Jim Shella has an exchange in a state Senate race between incumbent Senator Scott Schneider and challenger, Tim DeLaney. DeLaney has criticized Schneider for his support of legislation that would have allowed Indiana schools to teach creationism as science. (See here for a previous post on SB 89-2012 for which Schneider was a co-author.)
DeLaney criticizes Schneider: “Instead of talking about jobs and the economy and education, he spent time laboring to get creationism taught in schools as science.” (emphasis added)
Schneider’s response doesn’t meet the thrust of the criticism. “I don’t think there’s anything wrong with allowing students a full agenda of all different ideas of origins of life,” he says, “and yet we find the sort of anti-religious folks getting into a fervor about that.”
The legislation was entirely unnecessary to permit schools to mention creationism as one of the multitudes of religious origin stories humans have posited over the millenia. They are and have been free to do that. What they can’t do is teach creationism as science. Because it’s not. Objections to teaching creationism as science include:
#It’s not falsifiable; no testable bounds can be imposed on the creator.

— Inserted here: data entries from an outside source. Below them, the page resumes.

// SPDX-License-Identifier: MIT OR Apache-2.0
//! End-to-end coverage of the full identity pipeline exposed by this
//! crate's public API: normalize → resolve → derive patches → apply
//! against a CMP target, across a batch of inventory URLs in one pass.

use std::collections::BTreeMap;

use uuid::Uuid;
use wd_core::{CmpStatus, IdentityPatchAction, IdentityStatus};
use wd_error::WdError;
use wd_identity::{apply_patch, derive_patches, resolve_all, ApplyOutcome, Authorities, CmpProjectRecord, CmpRowState, CmpTarget};

#[derive(Default)]
struct FakeCmp {
    rows: BTreeMap<String, Option<Uuid>>,
}

impl CmpTarget for FakeCmp {
    fn row_state(&self, project_key: &str) -> CmpRowState {
        match self.rows.get(project_key) {
            None => CmpRowState::Absent,
            Some(None) => CmpRowState::PresentWithoutUuid,
            Some(Some(uuid)) => CmpRowState::PresentWithUuid(*uuid),
        }
    }

    fn create(&mut self, project_key: &str, project_uuid: Uuid) -> Result<(), WdError> {
        self.rows.insert(project_key.to_string(), Some(project_uuid));
        Ok(())
    }

    fn backfill_uuid(&mut self, project_key: &str, project_uuid: Uuid) -> Result<(), WdError> {
        self.rows.insert(project_key.to_string(), Some(project_uuid));
        Ok(())
    }
}

#[test]
fn a_fresh_project_is_created_a_known_one_is_left_alone_and_a_conflict_is_frozen() {
    let mut authorities = Authorities::default();

    // `widgets` is already converged: the database agrees with the mint.
    let widgets_key = "github.com:acme/widgets";
    let widgets_uuid = wd_identity::mint_uuid(widgets_key);
    authorities.cmp.insert(
        widgets_key.to_string(),
        CmpProjectRecord { display_name: "widgets".into(), uuid: Some(widgets_uuid), github_url: None, classification: None },
    );

    // `gadgets` disagrees between database and legacy registry.
    let gadgets_key = "github.com:acme/gadgets";
    let db_uuid = Uuid::new_v5(&Uuid::NAMESPACE_DNS, b"db");
    let legacy_uuid = Uuid::new_v5(&Uuid::NAMESPACE_DNS, b"legacy");
    authorities.cmp.insert(
        gadgets_key.to_string(),
        CmpProjectRecord { display_name: "gadgets".into(), uuid: Some(db_uuid), github_url: None, classification: None },
    );
    authorities.legacy_registry.insert(gadgets_key.to_string(), legacy_uuid);

    let urls = vec![
        "https://github.com/acme/widgets.git".to_string(),
        "https://github.com/acme/gadgets.git".to_string(),
        "https://github.com/acme/sprockets.git".to_string(),
    ];

    let scan = resolve_all(&urls, &authorities);
    assert_eq!(scan.resolved.len(), 3);
    assert!(scan.unresolved.is_empty());

    let patches = derive_patches(&scan.resolved);
    assert_eq!(patches.len(), 3);

    let mut target = FakeCmp::default();
    target.rows.insert(gadgets_key.to_string(), Some(db_uuid));

    for patch in &patches {
        let outcome = apply_patch(patch, &mut target).unwrap();
        match patch.project_key.as_str() {
            key if key == widgets_key => assert_eq!(outcome, ApplyOutcome::NoOp),
            key if key == gadgets_key => {
                assert_eq!(outcome, ApplyOutcome::Skipped);
                assert!(matches!(patch.action, IdentityPatchAction::ConflictFreeze { .. }));
            }
            _ => assert_eq!(outcome, ApplyOutcome::Applied),
        }
    }

    let widgets = scan.resolved.iter().find(|p| p.project_key == widgets_key).unwrap();
    assert_eq!(widgets.identity_status, IdentityStatus::Converged);
    assert_eq!(widgets.cmp_status, CmpStatus::FoundWithUuid);

    let gadgets = scan.resolved.iter().find(|p| p.project_key == gadgets_key).unwrap();
    assert_eq!(gadgets.identity_status, IdentityStatus::Conflict);

    let sprockets_key = "github.com:acme/sprockets";
    assert_eq!(target.row_state(sprockets_key), CmpRowState::PresentWithUuid(wd_identity::mint_uuid(sprockets_key)));
}
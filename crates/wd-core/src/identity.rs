// SPDX-License-Identifier: MIT OR Apache-2.0
//! Project identity types.

use schemars::JsonSchema;
use serde::{Deserialize, Serialize};
use std::collections::BTreeMap;
use uuid::Uuid;

/// A project's classification, as assigned during reconciliation.
///
/// The "virtual" classification (known to CMP but with no local path and no
/// GitHub URL) is first-class here rather than an afterthought.
#[derive(Debug, Clone, Copy, PartialEq, Eq, Hash, Serialize, Deserialize, JsonSchema)]
#[serde(rename_all = "snake_case")]
pub enum Classification {
    /// A project actively developed, linked to a local path.
    Active,
    /// A project whose local copy is a frozen snapshot.
    Snapshot,
    /// A project known only to CMP, with no local path and no GitHub URL.
    Virtual,
    /// A project retired from active development.
    Archived,
}

impl Classification {
    /// Parse from a lowercase string, defaulting to [`Classification::Active`]
    /// for unrecognized values, permissively tolerating CMP's free-text
    /// `type` field.
    #[must_use]
    pub fn from_str_lossy(s: &str) -> Self {
        match s.to_ascii_lowercase().as_str() {
            "snapshot" => Self::Snapshot,
            "virtual" => Self::Virtual,
            "archived" => Self::Archived,
            _ => Self::Active,
        }
    }
}

/// The four terminal states of identity resolution.
#[derive(Debug, Clone, Copy, PartialEq, Eq, Hash, Serialize, Deserialize, JsonSchema)]
#[serde(rename_all = "snake_case")]
pub enum IdentityStatus {
    /// All consulted authorities agreed on the minted UUID (or were silent).
    Converged,
    /// At least one authority supplied a UUID matching the minted one; none disagreed.
    Keyed,
    /// No authority knew the project; it is new to the federation.
    Discovered,
    /// Two authorities supplied different non-null UUIDs; never auto-resolved.
    Conflict,
}

/// The database-lookup classification.
#[derive(Debug, Clone, Copy, PartialEq, Eq, Hash, Serialize, Deserialize, JsonSchema)]
#[serde(rename_all = "snake_case")]
pub enum CmpStatus {
    /// The project exists in CMP with a UUID.
    FoundWithUuid,
    /// The project exists in CMP but without a UUID.
    FoundNoUuid,
    /// The project is unknown to CMP.
    Missing,
}

/// A competing UUID observed from a named authority during conflict detection.
#[derive(Debug, Clone, PartialEq, Eq, Serialize, Deserialize, JsonSchema)]
pub struct AuthorityClaim {
    /// Name of the authority (`"override"`, `"database"`, `"legacy_registry"`).
    pub authority: String,
    /// The UUID that authority claims for this project key.
    pub uuid: Uuid,
}

/// The canonical, reconciled project entity.
///
/// **Invariant:** given the same `project_key` and the same namespace, the
/// minted UUID is bit-identical across runs and machines.
#[derive(Debug, Clone, PartialEq, Eq, Serialize, Deserialize, JsonSchema)]
pub struct ProjectIdentity {
    /// Deterministic UUIDv5 minted from `project_key`.
    pub project_uuid: Uuid,
    /// Normalized `host:owner/repo` key, lowercase.
    pub project_key: String,
    /// Human-facing display name.
    pub display_name: String,
    /// Normalized GitHub URL, if the project has one.
    pub github_url: Option<String>,
    /// Zero or more local filesystem paths where this project is checked out.
    pub local_paths: Vec<String>,
    /// Active / snapshot / virtual / archived.
    pub classification: Classification,
    /// Converged / keyed / discovered / conflict.
    pub identity_status: IdentityStatus,
    /// found_with_uuid / found_no_uuid / missing.
    pub cmp_status: CmpStatus,
    /// Populated only when `identity_status == Conflict`: every authority's
    /// claim, enumerated rather than resolved (Policy C).
    #[serde(default, skip_serializing_if = "Vec::is_empty")]
    pub conflicting_claims: Vec<AuthorityClaim>,
    /// Free-form enrichment fields carried through from CMP / overrides.
    #[serde(default, skip_serializing_if = "BTreeMap::is_empty")]
    pub enrichment: BTreeMap<String, serde_json::Value>,
}

impl ProjectIdentity {
    /// `true` when this project needs manual adjudication before any patch
    /// action concerning it may be applied.
    #[must_use]
    pub fn requires_adjudication(&self) -> bool {
        self.identity_status == IdentityStatus::Conflict
    }
}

#It does not comport with Occam’s Razor which disfavors positing a more complicated explanation where one with fewer assumptions will explain the observed phenomenon.
#Because it posits supernatural forces, it cannot be empirically or experimentally tested.
#It is not open to change in order to explain new evidence. Relying as it does on the Word of God as absolute truth, evidence that runs contrary must be disregarded. “In science, all claims are tentative, they are forever open to challenge, and must be discarded or adjusted when the weight of evidence demands it.”
Either Schneider doesn’t understand the basics of the scientific method (in which case he ought not be authoring legislation on the subject) or he is deliberately ignoring the point in order to advance his political and/or religious goals.